То ли я давно уже отклонился от нормы, то ли сказывалось остаточное действие укола, но мне сейчас было всё равно. Я сидел на холодном полу, прислушивался к ноющему организму — боль возвращалась осторожными шажками. Словно таракан, переждавший угрозу в щёлочке под плинтусом. Мне бы назад в больницу, долечиваться…
Я даже не сразу понял, что случилось. Кажется, в камере стало светлее? Да, именно так — противоположная стена теперь мягко переливалась розоватым сиянием. Пробегали по ней тёмные полоски, вспыхивали ослепительно-белые искорки, то и дело появлялись и исчезали короткие чёрные загогулины. Очень похоже было на древнее, сто с чем-то летней давности кино, когда рвётся плёнка. Была в сороковые мода на старину. Специально портили современные фильмы, чтобы накинуть полтора века.
Вскоре, однако, стена успокоилась, застыла ровным немигающим светом, и я понял, что никакая это не стена, а экран. Неужели гуманизм «внуков Касперского» простирается на то, чтобы развлекать узников?
Но сейчас же выяснилось, что внуки строгого дедушки тут не при чём. Розовый туман расступился, и передо мной возникло лицо. Очень знакомое лицо, широкое, с пышными чёрными усами.
— Ну, здравствуй, Андрей, — улыбнулся он с экрана.
— Здравствуй, Олег, — отозвался я, прислушиваясь к себе. Ни страха, ни злости, ни радости. Долго ли ещё будет действовать эта заморозка?
— Значит, так. Слушай внимательно, разговор серьёзный, а времени мало. У меня две новости, плохая и хорошая. Начнём, как водится, с плохой. Вот, ознакомься.
Поверх лица возникло окошечко с текстом. Буквы чёткие, крупные… увесистые буквы.
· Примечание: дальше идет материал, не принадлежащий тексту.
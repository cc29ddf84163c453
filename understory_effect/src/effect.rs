// Copyright 2025 the Understory Authors
// SPDX-License-Identifier: Apache-2.0 OR MIT

//! The lifecycle contract shared by every behavior.
//!
//! An effect is attached once to a node with full props, receives zero or more
//! partial updates, and is destroyed at most once. After `destroy` the effect
//! has released every listener, timer and mutation hook it registered, and any
//! further `update` is ignored.

use alloc::boxed::Box;
use alloc::vec::Vec;

use crate::debounce::Debounced;
use crate::on::Subscription;

/// Props that accept partial updates.
///
/// `Partial` carries only the fields the caller wants to change; `merge` writes
/// them over `self` and leaves every other field untouched.
pub trait Patch {
    /// The partial form of these props.
    type Partial;

    /// Overwrite the fields present in `partial`.
    fn merge(&mut self, partial: Self::Partial);
}

impl Patch for () {
    type Partial = ();

    fn merge(&mut self, _partial: ()) {}
}

/// A live behavior attached to a node.
pub trait Effect {
    /// The props this effect was constructed with.
    type Props: Patch;

    /// Merge `partial` into the current props and re-apply.
    ///
    /// Ignored after [`destroy`](Effect::destroy).
    fn update(&mut self, partial: <Self::Props as Patch>::Partial);

    /// Release everything this effect registered. Idempotent.
    fn destroy(&mut self);
}

impl<E: Effect + ?Sized> Effect for Box<E> {
    type Props = E::Props;

    fn update(&mut self, partial: <E::Props as Patch>::Partial) {
        (**self).update(partial);
    }

    fn destroy(&mut self) {
        (**self).destroy();
    }
}

/// An ordered bag of teardown actions.
///
/// Behaviors collect every listener subscription and debounced callback they
/// create here, then release them all with one [`destroy`](EffectSet::destroy).
/// Teardowns run in registration order.
#[derive(Default)]
pub struct EffectSet {
    teardowns: Vec<Box<dyn FnOnce()>>,
}

impl core::fmt::Debug for EffectSet {
    fn fmt(&self, f: &mut core::fmt::Formatter<'_>) -> core::fmt::Result {
        f.debug_struct("EffectSet")
            .field("len", &self.teardowns.len())
            .finish()
    }
}

impl EffectSet {
    /// Create an empty set.
    pub fn new() -> Self {
        Self::default()
    }

    /// Register an arbitrary teardown.
    pub fn push(&mut self, teardown: impl FnOnce() + 'static) {
        self.teardowns.push(Box::new(teardown));
    }

    /// Register an effect to be destroyed with the set.
    pub fn push_effect<E: Effect + 'static>(&mut self, mut effect: E) {
        self.push(move || effect.destroy());
    }

    /// Register a listener subscription.
    pub fn push_subscription(&mut self, mut subscription: Subscription) {
        self.push(move || subscription.destroy());
    }

    /// Register a debounced callback; its pending call is cancelled on teardown.
    pub fn push_debounced<A: 'static>(&mut self, debounced: &Debounced<A>) {
        let debounced = debounced.clone();
        self.push(move || debounced.cancel());
    }

    /// Number of registered teardowns.
    pub fn len(&self) -> usize {
        self.teardowns.len()
    }

    /// Returns true when nothing is registered.
    pub fn is_empty(&self) -> bool {
        self.teardowns.is_empty()
    }

    /// Run and drop every teardown. Calling again is a no-op.
    pub fn destroy(&mut self) {
        for teardown in core::mem::take(&mut self.teardowns) {
            teardown();
        }
    }
}

impl Effect for EffectSet {
    type Props = ();

    fn update(&mut self, _partial: ()) {}

    fn destroy(&mut self) {
        Self::destroy(self);
    }
}
/// Shared handle to an in-memory document.
///
/// ## Usage
///
/// - [`Document::new`] builds `<html>` with `<head>` and `<body>` under the
///   document node ([`Document::root`]).
/// - Build the tree with [`Document::create_element`] and
///   [`Document::append_child`]; detach with [`Document::remove`].
/// - Attributes, inline style, and geometry are plain per-node storage. This is
///   not a layout engine: hosts write the rectangles they computed elsewhere
///   via [`Document::set_rect`].
/// - Register listeners with [`Document::add_event_listener`] and deliver
///   events with [`Document::dispatch`].
///
/// Cloning yields another handle to the same document. All methods take
/// `&self`; listeners may freely call back into the document.
///
/// Nodes are never freed: [`Document::remove`] only detaches, and every
/// [`NodeId`] stays valid for the document's lifetime. Memory therefore grows
/// with the number of nodes ever created.
#[derive(Clone)]
pub struct Document {
    tree: Rc<RefCell<Tree>>,
    scheduler: Scheduler,
}

impl core::fmt::Debug for Document {
    fn fmt(&self, f: &mut core::fmt::Formatter<'_>) -> core::fmt::Result {
        let tree = self.tree.borrow();
        f.debug_struct("Document")
            .field("nodes_total", &tree.nodes.len())
            .field("active", &tree.active)
            .field("mutations", &tree.mutations)
            .field("scheduler", &self.scheduler)
            .finish_non_exhaustive()
    }
}

impl Default for Document {
    fn default() -> Self {
        Self::new()
    }
}
// Copyright 2025 the Understory Authors
// SPDX-License-Identifier: Apache-2.0 OR MIT

//! Public handle types for the document: node and listener identifiers.

/// Identifier for a node in a [`Document`](crate::Document).
///
/// This is a small, copyable handle. Nodes are never freed while their document
/// lives: detaching a node with [`Document::remove`](crate::Document::remove)
/// keeps the handle valid so the node can be re-inserted later.
///
/// A `NodeId` is only meaningful for the document that created it. Passing a
/// handle from another document is not an error, but operations on it either
/// refer to an unrelated node or silently do nothing.
#[derive(Copy, Clone, Debug, Eq, PartialEq, Ord, PartialOrd, Hash)]
pub struct NodeId(pub(crate) u32);

impl NodeId {
    pub(crate) const fn new(idx: u32) -> Self {
        Self(idx)
    }

    pub(crate) const fn idx(self) -> usize {
        self.0 as usize
    }
}

/// Identifier for an event listener registered on a node.
///
/// Returned by [`Document::add_event_listener`](crate::Document::add_event_listener)
/// and consumed by [`Document::remove_event_listener`](crate::Document::remove_event_listener).
/// Identifiers are never reused within a document.
#[derive(Copy, Clone, Debug, Eq, PartialEq, Ord, PartialOrd, Hash)]
pub struct ListenerId(pub(crate) u64);

/// Node kinds known to the document.
#[derive(Clone, Debug, PartialEq, Eq)]
pub(crate) enum NodeKind {
    /// The document node itself. Not an element.
    Document,
    /// An element with a lowercase tag name.
    Element(alloc::string::String),
}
«Рассмотрев дело 34/2-б, Специальный Совет при Центральном сервере Антивирусного Контроля постановил: в силу особой опасности Ерохина Андрея Михайловича, личный номер 770335876419, обвиняющегося в террористической деятельности по отношению к объектам Информационного Разума, постановил: вину Ерохина А.М. согласно материалам дела считать доказанной; в качестве меры социальной защиты осуществить эвтаназию с последующей утилизацией биомассы. Семье осужденного выплатить пособие в размере трёх минимальных зарплат. Приговор привести в исполнение в течение суток с момента регистрации в базе данных ЦСАК».
— Вот так, Андрюша, — окошко с текстом схлопнулось, открыв печальные глаза Олега. — Вот тебе их антивирусная гуманность. Господа Алгоритмы не садисты — они всего лишь рациональны. Жалости не ведают. Ты навредил им значит, доверия тебе больше нет и жить тебе незачем.
Я задохнулся от обиды — вязкой и солёной, как в раннем детстве, когда не покупали обещанное мороженое.
— Я навредил? — слова выходили из моих губ какими-то придушенными. Может, всё иначе было? Может, это кое-кто меня гнусно подставил, обманул, прикрылся мною? А, Олежек?